> _Work required_: Although the data below holds other lines too, output only those from the line with "assert!(block > quiet);" up to and including the line with "let black_view = static_evaluate(&board, Role::Black, false);", exactly as they appear.

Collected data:
//! Pattern evaluation: per-move scores for ordering and full-board scores
//! for minimax leaves.

use crate::board::{Board, CENTER, DIRECTIONS, SIZE};
use crate::player::{Cell, Role};
use crate::rules;
use crate::scores::Scores;
use crate::shapes::{self, Shape, JUMP_THREES, JUMP_TWOS};

// Opponent weight in move urgency, in tenths
const URGENCY_DEFENSE_TENTHS: i64 = 12;

// Opponent weight in the static evaluation, in tenths
const DEFENSE_WEIGHT_TENTHS: i64 = 15;
const RELAXED_DEFENSE_WEIGHT_TENTHS: i64 = 5;

/// Run length and open ends through (x, y); see `rules::line_open_ends`.
pub fn count_line(board: &Board, x: i32, y: i32, dx: i32, dy: i32, role: Role) -> (usize, u8) {
  rules::line_open_ends(board, x, y, dx, dy, role)
}

/// Bonus for broken threes and twos in the 11-cell window centered on (x, y).
/// Each shape counts at most once per window.
pub fn jump_pattern_score(board: &Board, x: i32, y: i32, dx: i32, dy: i32, role: Role) -> i64 {
  let window = rules::line_window(board, x, y, dx, dy, 5);
  let threes = JUMP_THREES.iter().filter(|p| shapes::find(&window, p, role).is_some()).count() as i64;
  let twos = JUMP_TWOS.iter().filter(|p| shapes::find(&window, p, role).is_some()).count() as i64;
  threes * Scores::get(Shape::JUMP_THREE) + twos * Scores::get(Shape::JUMP_TWO)
}

/// Score of putting `role` on the empty (x, y), summed over the four axes.
pub fn position_score(board: &mut Board, x: i32, y: i32, role: Role) -> i64 {
  if !board.is_empty(x, y) {
    return 0;
  }
  board.with_stone(x, y, role, |b| {
    DIRECTIONS
      .iter()
      .map(|&(dx, dy)| {
        let (count, open_ends) = count_line(b, x, y, dx, dy, role);
        // A fully blocked run still scores as a closed one here
        Scores::get(Shape::from_line(count, open_ends.max(1)))
      })
      .sum()
  })
}

/// Ordering heuristic only: attack value, weighted defense value, and a
/// small pull toward the center. Occupied cells sort last.
pub fn move_urgency(board: &mut Board, x: i32, y: i32, role: Role, opponent: Role) -> i64 {
  if !board.is_empty(x, y) {
    return i64::MIN;
  }
  let attack = position_score(board, x, y, role);
  let defense = position_score(board, x, y, opponent);
  let center_distance = (x - CENTER as i32).abs() + (y - CENTER as i32).abs();
  attack + defense * URGENCY_DEFENSE_TENTHS / 10 + (14 - center_distance as i64) * 2
}

#[derive(Debug, Default, Clone, Copy)]
struct SideTally {
  score: i64,
  open_threes: u32,
  fours: u32,
}

impl SideTally {
  fn with_combinations(mut self) -> i64 {
    if self.open_threes >= 2 {
      self.score += Scores::get(Shape::DOUBLE_THREE);
    }
    if self.fours >= 2 {
      self.score += Scores::get(Shape::DOUBLE_FOUR);
    }
    if self.fours >= 1 && self.open_threes >= 1 {
      self.score += Scores::get(Shape::FOUR_THREE);
    }
    self.score
  }
}

/// Full-board evaluation from `ai_role`'s point of view.
///
/// Every run is scored once, from its first stone along the axis. The
/// opponent's total is weighted more heavily unless `skip_defense` is set.
pub fn static_evaluate(board: &Board, ai_role: Role, skip_defense: bool) -> i64 {
  let mut ai = SideTally::default();
  let mut opp = SideTally::default();

  for y in 0..SIZE as i32 {
    for x in 0..SIZE as i32 {
      let role = match board.get(x, y) {
        Cell::Black => Role::Black,
        Cell::White => Role::White,
        _ => continue,
      };
      let tally = if role == ai_role { &mut ai } else { &mut opp };

      for &(dx, dy) in DIRECTIONS.iter() {
        if board.get(x - dx, y - dy) == role.cell() {
          continue;
        }
        let (count, open_ends) = count_line(board, x, y, dx, dy, role);
        tally.score += Scores::get(Shape::from_line(count, open_ends));
        tally.score += jump_pattern_score(board, x, y, dx, dy, role);
        if count == 3 && open_ends == 2 {
          tally.open_threes += 1;
        }
        if count == 4 {
          tally.fours += 1;
        }
      }
    }
  }

  let weight = if skip_defense {
    RELAXED_DEFENSE_WEIGHT_TENTHS
  } else {
    DEFENSE_WEIGHT_TENTHS
  };
  ai.with_combinations() - opp.with_combinations() * weight / 10
}

#[cfg(test)]
mod tests {
  use super::*;

  fn board_with(black: &[(usize, usize)], white: &[(usize, usize)]) -> Board {
    let mut board = Board::new();
    for &(x, y) in black {
      board.set(x, y, Role::Black);
    }
    for &(x, y) in white {
      board.set(x, y, Role::White);
    }
    board
  }

  #[test]
  fn test_position_score_tiers() {
    let mut board = board_with(&[(5, 7), (6, 7), (7, 7), (8, 7)], &[]);
    let five = position_score(&mut board, 9, 7, Role::Black);
    assert!(five >= Scores::get(Shape::FIVE));

    let mut board = board_with(&[(5, 7), (6, 7), (7, 7)], &[]);
    let open_four = position_score(&mut board, 8, 7, Role::Black);
    assert!(open_four >= Scores::get(Shape::OPEN_FOUR));
    assert!(open_four < Scores::get(Shape::FIVE));

    let lonely = position_score(&mut board, 0, 14, Role::Black);
    assert_eq!(lonely, 4 * Scores::get(Shape::ONE));
    assert_eq!(position_score(&mut board, 5, 7, Role::White), 0);
  }

  #[test]
  fn test_dead_run_scores_as_closed_for_placement() {
    let mut board = board_with(&[(5, 7), (6, 7), (7, 7)], &[(4, 7), (9, 7)]);
    let score = position_score(&mut board, 8, 7, Role::Black);
    assert_eq!(score, Scores::get(Shape::CLOSED_FOUR) + 3 * Scores::get(Shape::ONE));
  }

  #[test]
  fn test_urgency_prefers_blocking_and_center() {
    let mut board = board_with(&[(0, 0)], &[(5, 7), (6, 7), (7, 7), (8, 7)]);
    let block = move_urgency(&mut board, 9, 7, Role::Black, Role::White);
    let quiet = move_urgency(&mut board, 3, 3, Role::Black, Role::White);
    assert!(block > quiet);
    assert_eq!(move_urgency(&mut board, 5, 7, Role::Black, Role::White), i64::MIN);

    let mut empty = Board::new();
    let center = move_urgency(&mut empty, 7, 7, Role::Black, Role::White);
    let corner = move_urgency(&mut empty, 0, 0, Role::Black, Role::White);
    assert_eq!(center - corner, 28);
  }

  #[test]
  fn test_jump_patterns() {
    let board = board_with(&[(5, 7), (7, 7), (8, 7)], &[]);
    assert_eq!(jump_pattern_score(&board, 7, 7, 1, 0, Role::Black), Scores::get(Shape::JUMP_THREE));
    let board = board_with(&[(5, 7), (8, 7)], &[]);
    assert_eq!(jump_pattern_score(&board, 5, 7, 1, 0, Role::Black), Scores::get(Shape::JUMP_TWO));
    assert_eq!(jump_pattern_score(&board, 5, 7, 0, 1, Role::Black), 0);
  }

  #[test]
  fn test_static_evaluate_is_relative() {
    let board = board_with(&[(6, 7), (7, 7), (8, 7)], &[(0, 0)]);
    let black_view = static_evaluate(&board, Role::Black, false);
    let white_view = static_evaluate(&board, Role::White, false);
    assert!(black_view > 0);
    assert!(white_view < 0);
  }

  #[test]
  fn test_static_evaluate_defense_weight() {
    let board = board_with(&[], &[(6, 7), (7, 7), (8, 7)]);
    let strict = static_evaluate(&board, Role::Black, false);
    let relaxed = static_evaluate(&board, Role::Black, true);
    assert!(strict < relaxed);
    assert_eq!(strict, relaxed * 3);
  }

  #[test]
  fn test_static_evaluate_double_four_bonus() {
    let single = board_with(&[(3, 3), (4, 3), (5, 3), (6, 3)], &[]);
    let double = board_with(&[(3, 3), (4, 3), (5, 3), (6, 3), (3, 9), (4, 9), (5, 9), (6, 9)], &[]);
    let one = static_evaluate(&single, Role::Black, false);
    let two = static_evaluate(&double, Role::Black, false);
    assert!(two - 2 * one >= Scores::get(Shape::DOUBLE_FOUR));
  }
}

> _Your solution_:
    assert!(block > quiet);
    assert_eq!(move_urgency(&mut board, 5, 7, Role::Black, Role::White), i64::MIN);

    let mut empty = Board::new();
    let center = move_urgency(&mut empty, 7, 7, Role::Black, Role::White);
    let corner = move_urgency(&mut empty, 0, 0, Role::Black, Role::White);
    assert_eq!(center - corner, 28);
  }

  #[test]
  fn test_jump_patterns() {
    let board = board_with(&[(5, 7), (7, 7), (8, 7)], &[]);
    assert_eq!(jump_pattern_score(&board, 7, 7, 1, 0, Role::Black), Scores::get(Shape::JUMP_THREE));
    let board = board_with(&[(5, 7), (8, 7)], &[]);
    assert_eq!(jump_pattern_score(&board, 5, 7, 1, 0, Role::Black), Scores::get(Shape::JUMP_TWO));
    assert_eq!(jump_pattern_score(&board, 5, 7, 0, 1, Role::Black), 0);
  }

  #[test]
  fn test_static_evaluate_is_relative() {
    let board = board_with(&[(6, 7), (7, 7), (8, 7)], &[(0, 0)]);
    let black_view = static_evaluate(&board, Role::Black, false);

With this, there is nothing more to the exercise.